Keith Robert Krepfle (born February 4, 1952) is a former American football tight end who played for eight seasons in the National Football League for the Philadelphia Eagles and Atlanta Falcons.

College career

During his three-year career at Iowa State, Krepfle dominated the Big Eight. He hauled in 94 passes for 1,368 yards and 15 touchdowns in addition to playing in two bowl games. His inaugural Cyclone season Krepfle led the team to their first ever bowl game, the 1971 Sun Bowl. The next season, Keith would again lead the Cyclones to a bowl berth with the 1972 Liberty Bowl. Krepfle's best collegiate game was against #3 Nebraska during the 1972 season in which he caught two touchdowns.

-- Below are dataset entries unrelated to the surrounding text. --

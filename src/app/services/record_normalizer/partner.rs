//! Service partner row normalization

use super::phone::format_phone_number;
use super::{NormalizeHelpers, details_of, or_placeholder, row_id};
use crate::app::models::{PartnerRecord, PartnerType};
use crate::app::services::coordinate_resolver::ResolveRequest;
use crate::app::services::field_extractor::LogicalField;
use crate::constants::PLACEHOLDER_PARTNER;
use serde_json::Value;

/// Normalize a service partner row of the given directory
pub fn normalize_partner<H: NormalizeHelpers>(
    row: &Value,
    partner_type: PartnerType,
    index: usize,
    helpers: &H,
) -> PartnerRecord {
    let f = |field| helpers.field(row, field);

    let state = helpers
        .region_code(&f(LogicalField::PartnerState))
        .unwrap_or_else(|| helpers.default_region().to_string());
    let city = f(LogicalField::PartnerCity);
    let zip = f(LogicalField::PartnerZip);
    let seed = index as u64;

    let location = helpers.resolve(
        row,
        &ResolveRequest::new(&state)
            .with_zip(&zip)
            .with_city(&city)
            .with_seed(seed),
    );
    let phone = format_phone_number(&f(LogicalField::PartnerPhone));

    PartnerRecord {
        id: row_id(row).unwrap_or_else(|| format!("{}-{}", partner_type, index)),
        partner_type: partner_type.as_str().to_string(),
        company: or_placeholder(f(LogicalField::PartnerCompany), PLACEHOLDER_PARTNER),
        region: or_placeholder(f(LogicalField::PartnerRegion), &state),
        phone: phone.display,
        phone_dial: phone.dial,
        contact: f(LogicalField::PartnerContact),
        availability: f(LogicalField::PartnerAvailability),
        authorization: f(LogicalField::PartnerAuthorization),
        notes: f(LogicalField::PartnerNotes),
        city,
        state,
        zip,
        lat: location.coordinates.lat,
        lng: location.coordinates.lng,
        location_accuracy: location.accuracy,
        details: details_of(row),
        seed,
    }
}
//! Shared components for CLI commands
//!
//! This module contains common types, utilities, and functions used across
//! multiple CLI command implementations.

use crate::cli::args::SourceArgs;
use crate::config::TechlocConfig;
use crate::{Error, Result};
use std::path::Path;
use tracing::debug;

/// Run statistics reported by every command
#[derive(Debug, Clone, Default)]
pub struct RunSummary {
    /// Number of datasets loaded
    pub datasets_processed: usize,
    /// Number of records normalized or resolved
    pub records_processed: usize,
    /// Number of records placed approximately
    pub approximate_records: usize,
    /// Number of errors encountered
    pub errors_encountered: usize,
    /// Total processing time
    pub processing_time: std::time::Duration,
}

impl RunSummary {
    /// Share of records whose position is approximate, as a percentage
    pub fn approximate_rate(&self) -> f64 {
        if self.records_processed == 0 {
            0.0
        } else {
            (self.approximate_records as f64 / self.records_processed as f64) * 100.0
        }
    }
}

/// Set up structured logging for any command
pub fn setup_logging(source: &SourceArgs) -> Result<()> {
    use tracing_subscriber::{EnvFilter, fmt, layer::SubscriberExt, util::SubscriberInitExt};

    let log_level = source.get_log_level();

    let filter = EnvFilter::try_from_default_env()
        .unwrap_or_else(|_| EnvFilter::new(format!("techloc={}", log_level)));

    if source.quiet {
        tracing_subscriber::registry()
            .with(filter)
            .with(
                fmt::layer()
                    .with_target(false)
                    .with_level(true)
                    .with_writer(std::io::stderr)
                    .compact(),
            )
            .try_init()
            .map_err(|e| Error::configuration(format!("Failed to initialize logging: {}", e)))?;
    } else {
        tracing_subscriber::registry()
            .with(filter)
            .with(
                fmt::layer()
                    .with_target(false)
                    .with_level(true)
                    .with_timer(fmt::time::uptime())
                    .with_writer(std::io::stderr),
            )
            .try_init()
            .map_err(|e| Error::configuration(format!("Failed to initialize logging: {}", e)))?;
    }

    debug!("Logging initialized at level: {}", log_level);
    Ok(())
}

/// Build the configuration from defaults and CLI overrides
///
/// Without `--data-dir`, `./assets/data` is used when it exists, then the
/// per-user data directory.
pub fn build_config(source: &SourceArgs) -> Result<TechlocConfig> {
    let mut config = TechlocConfig::default();

    match &source.data_dir {
        Some(data_dir) => config = config.with_data_dir(data_dir),
        None if !config.data_dir.is_dir() => {
            if let Some(user_dir) = TechlocConfig::user_data_dir().filter(|dir| dir.is_dir()) {
                debug!("Using user data directory {}", user_dir.display());
                config = config.with_data_dir(user_dir);
            }
        }
        None => {}
    }

    if let Some(path) = &source.state_centers {
        config = config.with_state_centers_path(path);
    }

    if !source.show_progress() {
        config = config.without_progress();
    }

    Ok(config)
}

/// Write `content` to `path`, or to stdout when no path is given
pub fn write_output(path: Option<&Path>, content: &str, what: &str) -> Result<()> {
    match path {
        Some(path) => {
            std::fs::write(path, content).map_err(|e| {
                Error::io(format!("Failed to write {} to {}", what, path.display()), e)
            })?;
            tracing::info!("{} written to: {}", what, path.display());
        }
        None => println!("{}", content),
    }
    Ok(())
}

/// Format a byte count in human-readable form
pub fn format_size(bytes: u64) -> String {
    const UNITS: &[&str] = &["B", "KB", "MB", "GB"];
    let mut size = bytes as f64;
    let mut unit_index = 0;

    while size >= 1024.0 && unit_index < UNITS.len() - 1 {
        size /= 1024.0;
        unit_index += 1;
    }

    if unit_index == 0 {
        format!("{} {}", bytes, UNITS[unit_index])
    } else {
        format!("{:.2} {}", size, UNITS[unit_index])
    }
}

While at Iowa State, Keith was a member of the fraternity Tau Kappa Epsilon.

In 2002 he was inducted into the Iowa State Cyclones Hall of Fame.

Professional career

Despite being drafted in the fifth round of the 1974 NFL Draft by the Philadelphia Eagles, Krepfle chose to sign with the Jacksonville Sharks of the World Football League.  All-pro tight end Charle Young was already entrenched with Eagles and the Sharks offered Krepfle a guaranteed contract. Just 14 games into the season the Sharks went bankrupt and the team folded.  The following season Krepfle signed a contract with the Eagles to play in the NFL.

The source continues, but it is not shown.